Styl życia
Niemcy zakazali sprzedaży fajerwerków uchodźcom
W mieście Arnsberg nie można sprzedawać uchodźcom fajerwerków, gdyż – jak stwierdziły władze miasta – wybuchy mogą przywołać traumatyczne wspomnienia wśród przyjezdnych. Mieszkańcy zostali również poproszeni o to, by rezygnowali z odpalania sztucznych ogni.
W gazecie „Neue Westfaelische” pojawiła się wypowiedź rzecznika władz lokalnych 75-tysięcznego miasta Arnsberg, w której wyjaśnił on, że wydano już wytyczne dotyczące zakazu sprzedaży fajerwerków mieszkańcom ośrodków dla uchodźców. Poinformowano o tym w kilku językach.

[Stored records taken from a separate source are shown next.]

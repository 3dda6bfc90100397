//! Exchange node
//!
//! One peer of the exchange: an order book actor, a TCP server answering
//! other peers, an announcer keeping this node visible under the topic, and
//! the submission path that applies an order locally and broadcasts it.
//!
//! ```rust,no_run
//! use p2p_exchange::infrastructure::rendezvous::InMemoryRendezvous;
//! use p2p_exchange::node::{ExchangeNode, NodeConfig};
//! use std::sync::Arc;
//!
//! # #[tokio::main]
//! # async fn main() -> Result<(), Box<dyn std::error::Error>> {
//! let rendezvous = Arc::new(InMemoryRendezvous::default());
//! let node = ExchangeNode::start(NodeConfig::default(), rendezvous).await?;
//! let submission = node.submit_order("buy", "100", "1").await?;
//! println!("{} replies", submission.replies.len());
//! node.close().await;
//! # Ok(())
//! # }
//! ```

use crate::application::services::{
    EngineError, EngineHandle, RequestDispatcher, SubmissionOrchestrator, SubmitError, Submission,
};
use crate::domain::entities::BookSnapshot;
use crate::domain::orderbook::PriceTimeOrderBook;
use crate::domain::validation::{OrderValidator, ValidationConfig};
use crate::infrastructure::network::{NetworkTransport, PeerServer, TcpPeerChannel, TokioTransport};
use crate::infrastructure::observability::{
    HealthChecker, HealthDetails, HealthStatus, ObservabilityServer,
};
use crate::infrastructure::rendezvous::{spawn_announcer, Rendezvous};
use crate::shared::protocol::{PeerRequest, PeerResult, DEFAULT_TOPIC};
use std::net::{IpAddr, Ipv4Addr, SocketAddr};
use std::sync::Arc;
use std::time::Duration;
use tokio::task::JoinHandle;
use tokio_util::sync::CancellationToken;
use tracing::{error, info};

/// Node configuration
#[derive(Debug, Clone)]
pub struct NodeConfig {
    /// Address the peer server binds; port 0 picks a free port
    pub listen_addr: SocketAddr,
    /// Topic announced and looked up
    pub topic: String,
    pub announce_interval: Duration,
    /// Deadline for one whole fan-out
    pub request_timeout: Duration,
    /// Bounded queue in front of the order book actor
    pub engine_capacity: usize,
    /// Serve `/metrics` and `/health*` here when set
    pub metrics_addr: Option<SocketAddr>,
    pub validation: ValidationConfig,
}

impl Default for NodeConfig {
    fn default() -> Self {
        Self {
            listen_addr: SocketAddr::from(([127, 0, 0, 1], 0)),
            topic: DEFAULT_TOPIC.to_string(),
            announce_interval: Duration::from_millis(1000),
            request_timeout: Duration::from_millis(10_000),
            engine_capacity: 1024,
            metrics_addr: None,
            validation: ValidationConfig::default(),
        }
    }
}

#[derive(Debug, thiserror::Error)]
pub enum NodeError {
    #[error("failed to bind {addr}: {source}")]
    Bind {
        addr: SocketAddr,
        #[source]
        source: std::io::Error,
    },

    #[error("io error: {0}")]
    Io(#[from] std::io::Error),
}

/// Address other peers should dial; wildcard binds are announced as loopback
fn advertised_addr(local: SocketAddr) -> SocketAddr {
    if local.ip().is_unspecified() {
        let loopback = match local.ip() {
            IpAddr::V4(_) => IpAddr::V4(Ipv4Addr::LOCALHOST),
            IpAddr::V6(_) => IpAddr::V6(std::net::Ipv6Addr::LOCALHOST),
        };
        SocketAddr::new(loopback, local.port())
    } else {
        local
    }
}

pub struct ExchangeNode {
    engine: EngineHandle,
    dispatcher: RequestDispatcher,
    orchestrator: SubmissionOrchestrator,
    local_addr: SocketAddr,
    health: Arc<HealthChecker>,
    shutdown: CancellationToken,
    tasks: Vec<JoinHandle<()>>,
}

impl ExchangeNode {
    /// Binds the peer server, starts announcing and returns a ready node
    pub async fn start(
        config: NodeConfig,
        rendezvous: Arc<dyn Rendezvous>,
    ) -> Result<Self, NodeError> {
        let health = Arc::new(HealthChecker::default());
        let shutdown = CancellationToken::new();
        let mut tasks = Vec::new();

        let engine = EngineHandle::spawn(PriceTimeOrderBook::new(), config.engine_capacity);
        let validator = OrderValidator::with_config(config.validation.clone());
        let dispatcher = RequestDispatcher::new(engine.clone(), validator.clone());

        let mut transport = TokioTransport::new();
        transport
            .bind(config.listen_addr)
            .await
            .map_err(|source| NodeError::Bind {
                addr: config.listen_addr,
                source,
            })?;
        let local_addr = advertised_addr(transport.local_addr()?);

        let server = PeerServer::new(transport, dispatcher.clone(), shutdown.child_token());
        tasks.push(tokio::spawn(server.run()));

        health.set_details(HealthDetails {
            listen_addr: Some(local_addr.to_string()),
            topic: config.topic.clone(),
            active_connections: 0,
        });
        // 宣告失败时由 announcer 降级
        health.set_status(HealthStatus::Healthy);

        tasks.push(spawn_announcer(
            Arc::clone(&rendezvous),
            config.topic.clone(),
            local_addr,
            config.announce_interval,
            Arc::clone(&health),
            shutdown.child_token(),
        ));

        let channel = Arc::new(TcpPeerChannel::new(rendezvous).excluding(local_addr));
        let orchestrator = SubmissionOrchestrator::new(
            engine.clone(),
            channel,
            validator,
            config.topic.clone(),
            config.request_timeout,
        );

        if let Some(metrics_addr) = config.metrics_addr {
            let server = ObservabilityServer::new(metrics_addr, Arc::clone(&health));
            let token = shutdown.child_token();
            tasks.push(tokio::spawn(async move {
                if let Err(e) = server.run(token).await {
                    error!("observability server failed: {}", e);
                }
            }));
        }

        info!(%local_addr, topic = %config.topic, "exchange node started");

        Ok(Self {
            engine,
            dispatcher,
            orchestrator,
            local_addr,
            health,
            shutdown,
            tasks,
        })
    }

    /// Applies a new order locally and broadcasts it to every peer
    pub async fn submit_order(
        &self,
        side: &str,
        price: &str,
        quantity: &str,
    ) -> Result<Submission, SubmitError> {
        self.orchestrator.submit(side, price, quantity).await
    }

    /// Snapshot of this node's book
    pub async fn order_book(&self) -> Result<BookSnapshot, EngineError> {
        self.engine.snapshot().await
    }

    /// Asks every peer for its book
    pub async fn peer_books(&self) -> Vec<PeerResult> {
        self.orchestrator.broadcast(&PeerRequest::GetOrders).await
    }

    pub async fn reset_order_book(&self) -> Result<(), EngineError> {
        self.engine.reset().await
    }

    /// The address announced to peers
    pub fn local_addr(&self) -> SocketAddr {
        self.local_addr
    }

    pub fn topic(&self) -> &str {
        self.orchestrator.topic()
    }

    pub fn dispatcher(&self) -> &RequestDispatcher {
        &self.dispatcher
    }

    pub fn health(&self) -> Arc<HealthChecker> {
        Arc::clone(&self.health)
    }

    /// Stops the server and announcer and waits for them
    ///
    /// The announcement stays visible to peers until its TTL runs out.
    pub async fn close(mut self) {
        self.health.set_status(HealthStatus::Unhealthy);
        self.shutdown.cancel();
        for task in std::mem::take(&mut self.tasks) {
            let _ = task.await;
        }
        info!(local_addr = %self.local_addr, "exchange node closed");
    }
}

impl Drop for ExchangeNode {
    fn drop(&mut self) {
        self.shutdown.cancel();
    }
}

#[cfg(test)]
mod tests {
    use super::*;
    use crate::infrastructure::rendezvous::InMemoryRendezvous;

    #[test]
    fn test_wildcard_bind_advertises_loopback() {
        let addr = advertised_addr("0.0.0.0:4000".parse().unwrap());
        assert_eq!(addr, "127.0.0.1:4000".parse::<SocketAddr>().unwrap());

        let addr = advertised_addr("10.0.0.2:4000".parse().unwrap());
        assert_eq!(addr, "10.0.0.2:4000".parse::<SocketAddr>().unwrap());
    }

    #[tokio::test]
    async fn test_start_announces_and_closes() {
        let rendezvous = Arc::new(InMemoryRendezvous::default());
        let node = ExchangeNode::start(NodeConfig::default(), rendezvous.clone())
            .await
            .unwrap();

        assert_ne!(node.local_addr().port(), 0);
        assert!(node.health().check_readiness());

        // 首次宣告在启动后立即发生
        tokio::time::sleep(Duration::from_millis(50)).await;
        assert_eq!(rendezvous.live(DEFAULT_TOPIC), vec![node.local_addr()]);

        let health = node.health();
        node.close().await;
        assert!(!health.check_liveness());
    }

    #[tokio::test]
    async fn test_bind_conflict_is_error() {
        let rendezvous = Arc::new(InMemoryRendezvous::default());
        let first = ExchangeNode::start(NodeConfig::default(), rendezvous.clone())
            .await
            .unwrap();

        let config = NodeConfig {
            listen_addr: first.local_addr(),
            ..NodeConfig::default()
        };
        let err = ExchangeNode::start(config, rendezvous).await.err().unwrap();
        assert!(matches!(err, NodeError::Bind { .. }));
    }

    #[tokio::test]
    async fn test_reset_order_book() {
        let rendezvous = Arc::new(InMemoryRendezvous::default());
        let node = ExchangeNode::start(NodeConfig::default(), rendezvous)
            .await
            .unwrap();

        node.submit_order("buy", "10", "1").await.unwrap();
        assert_eq!(node.order_book().await.unwrap().buys.len(), 1);

        node.reset_order_book().await.unwrap();
        assert!(node.order_book().await.unwrap().is_empty());
    }
}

Rzecznik tłumaczył decyzję tym, że uchodźcy, którzy pochodzą przecież w większości z krajów ogarniętych wojną, „wybuchy petard kojarzą raczej ze strzałami a nie z sylwestrową zabawą”, dlatego władze miasta postanowiły nie stresować przyjezdnych. W całą akcję włączyła się również staż pożarna, która zaapelowała do mieszkańców miasta, by zrezygnowali z petard w tym roku.
W ośrodkach dla uchodźców zakaz kupna fajerwerków wytłumaczono m.in. obawą przed wznieceniem pożaru. Niemcy niechętnie jednak rezygnują z zakupu petard. Rok temu na noworoczne fajerwerki mieszkańcy Niemiec wydali aż 120 mln euro.